Overview
Today, Artificial Intelligence has revolutionized the way people look at information collection and distribution. Easier uploading, targeted sharing, and enhanced accessibility of content have made organizations realize how imperative it is to power their content with advanced media processing capabilities.
VIDIZMO offers AI-powered visual and audio insights for smarter analysis and search optimization using Amazon Rekognition and Transcribe. To learn more about its offerings, see Understanding Video Insights.
Here is how you may configure video insights in your VIDIZMO portal:
Before you start
- To configure video insights in the VIDIZMO Portal, make sure you log in as an administrator or manager.
- Permissions required to generate and fetch video insights from AWS include Amazon Rekognition Full Access and Amazon Transcribe Full Access. To learn more about permissions requirements, see Amazon Rekognition Identity-Based Policy Examples.
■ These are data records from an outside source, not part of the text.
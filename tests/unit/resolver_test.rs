//! Unit tests for channel identity resolution.
//!
//! Pure URL-shape extraction plus the search-backed resolution path with
//! the YouTube API mocked out.

use async_trait::async_trait;
use rstest::rstest;

use youroute::error::{AppError, AppResult};
use youroute::services::{parse_channel_ref, resolve_channel_id, ChannelRef};
use youroute::youtube::YouTubeApi;

// =============================================================================
// Extraction
// =============================================================================

#[rstest]
#[case("https://www.youtube.com/channel/UCabc123", "UCabc123")]
#[case("https://youtube.com/channel/UCabc123/videos", "UCabc123")]
#[case("https://youtube.com/channel/UCabc123?view_as=subscriber", "UCabc123")]
#[case("https://youtube.com/channel/UCabc123#featured", "UCabc123")]
fn direct_ids_are_extracted_exactly(#[case] url: &str, #[case] expected: &str) {
    assert_eq!(
        parse_channel_ref(url),
        Some(ChannelRef::Direct(expected.to_string()))
    );
}

#[rstest]
#[case("https://youtube.com/@somestreamer", "somestreamer")]
#[case("https://www.youtube.com/@somestreamer/streams", "somestreamer")]
#[case("https://youtube.com/@somestreamer?si=xyz", "somestreamer")]
fn handles_are_extracted(#[case] url: &str, #[case] expected: &str) {
    assert_eq!(
        parse_channel_ref(url),
        Some(ChannelRef::Handle(expected.to_string()))
    );
}

#[rstest]
#[case("https://youtube.com/somestreamer", "somestreamer")]
#[case("https://www.youtube.com/c0oln4me/about", "c0oln4me")]
fn custom_names_fall_back_to_the_first_segment(#[case] url: &str, #[case] expected: &str) {
    assert_eq!(
        parse_channel_ref(url),
        Some(ChannelRef::CustomName(expected.to_string()))
    );
}

#[rstest]
#[case("https://twitch.tv/somestreamer")]
#[case("no scheme, no domain")]
#[case("")]
#[case("https://youtube.com/")]
#[case("https://youtube.com/channel/")]
#[case("https://youtube.com/@")]
fn unrecognizable_urls_yield_none(#[case] url: &str) {
    assert_eq!(parse_channel_ref(url), None);
}

// =============================================================================
// Search-backed resolution
// =============================================================================

struct StubApi {
    channel_result: AppResult<Option<String>>,
}

#[async_trait]
impl YouTubeApi for StubApi {
    async fn search_channel(&self, _query: &str) -> AppResult<Option<String>> {
        match &self.channel_result {
            Ok(r) => Ok(r.clone()),
            Err(_) => Err(AppError::Upstream("stub failure".to_string())),
        }
    }

    async fn has_live_stream(&self, _channel_id: &str) -> AppResult<bool> {
        panic!("resolution must not check liveness");
    }
}

#[tokio::test]
async fn direct_urls_skip_the_search() {
    // A stub that errors on every search proves the direct path never calls it.
    let api = StubApi {
        channel_result: Err(AppError::Upstream("unused".to_string())),
    };

    let resolved = resolve_channel_id(&api, "https://youtube.com/channel/UCdirect")
        .await
        .unwrap();
    assert_eq!(resolved.as_deref(), Some("UCdirect"));
}

#[tokio::test]
async fn handles_resolve_through_the_search() {
    let api = StubApi {
        channel_result: Ok(Some("UCfound".to_string())),
    };

    let resolved = resolve_channel_id(&api, "https://youtube.com/@somestreamer")
        .await
        .unwrap();
    assert_eq!(resolved.as_deref(), Some("UCfound"));
}

#[tokio::test]
async fn empty_search_results_resolve_to_none() {
    let api = StubApi {
        channel_result: Ok(None),
    };

    let resolved = resolve_channel_id(&api, "https://youtube.com/@ghost")
        .await
        .unwrap();
    assert_eq!(resolved, None);
}

#[tokio::test]
async fn search_failures_fold_into_none() {
    let api = StubApi {
        channel_result: Err(AppError::Upstream("boom".to_string())),
    };

    // A failed search is "not found", never a hard error for the caller.
    let resolved = resolve_channel_id(&api, "https://youtube.com/@somestreamer")
        .await
        .unwrap();
    assert_eq!(resolved, None);
}

#[tokio::test]
async fn unrecognizable_urls_resolve_to_none_without_searching() {
    let api = StubApi {
        channel_result: Err(AppError::Upstream("unused".to_string())),
    };

    let resolved = resolve_channel_id(&api, "https://example.com/whatever")
        .await
        .unwrap();
    assert_eq!(resolved, None);
}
- Ensure that you have the Redaction product package for redaction purposes.
AWS Indexer Configuration
1. Use this tutorial to get your AWS account's Access and Secret Key. These keys will be used in the VIDIZMO Portal Configuration section, so keep them in a safe place.
2. Create an Amazon S3 bucket. Click to see: How do I create an S3 Bucket. This storage bucket creation is the pre-requisite for the next section.
VIDIZMO Portal Configuration
I. From the Portal's Homepage:
1. Click on the menu icon on the top left-hand corner of the screen to bring up the left navigation pane.
2. Then click on the down arrow to expand the Admin section.
3. Select the Portal Settings from the navigation panel.
II.On Portal Settings navigation pane:
1. Click on the Apps to expand the list.
2. Select Content Processing, where you can set up AWS Indexer.
3. Click the settings icon against AWS Indexer to connect its app to VIDIZMO and enable its services in your portal.
III. From the AWS Indexer - Settings screen:
The AWS Indexer App comprises a diverse range of preconfigured jobs, each designed to cater to specific user features. The configuration process is closely tied to the selected feature, with fields dynamically adjusting and revealing options based on the user's choice.
To facilitate user interaction and enhance ease of use, the indexer meticulously separates actions within distinct sections. Let's delve into each section individually to explore and discuss the nuanced functionalities and options available.
AWS Credentials
- Enter or paste the Access key you copied in Step 1 of AWS Indexer Configuration.
- Enter or paste the Secret Access Key you copied in Step 1 of AWS Indexer Configuration.
- Select the Region of your Amazon S3 storage bucket. The Region of your Amazon account and S3 bucket must be the same. Otherwise, the Video Insights will not be generated.
- Enter the name of your already created AWS S3 bucket.
Transcription/CC
- Choose the Transcription Language Mode from the following options:
- Specific Language: Opt for this mode if your media file consists of a single language. Here, you can designate a single language and generate your transcript exclusively in that chosen language.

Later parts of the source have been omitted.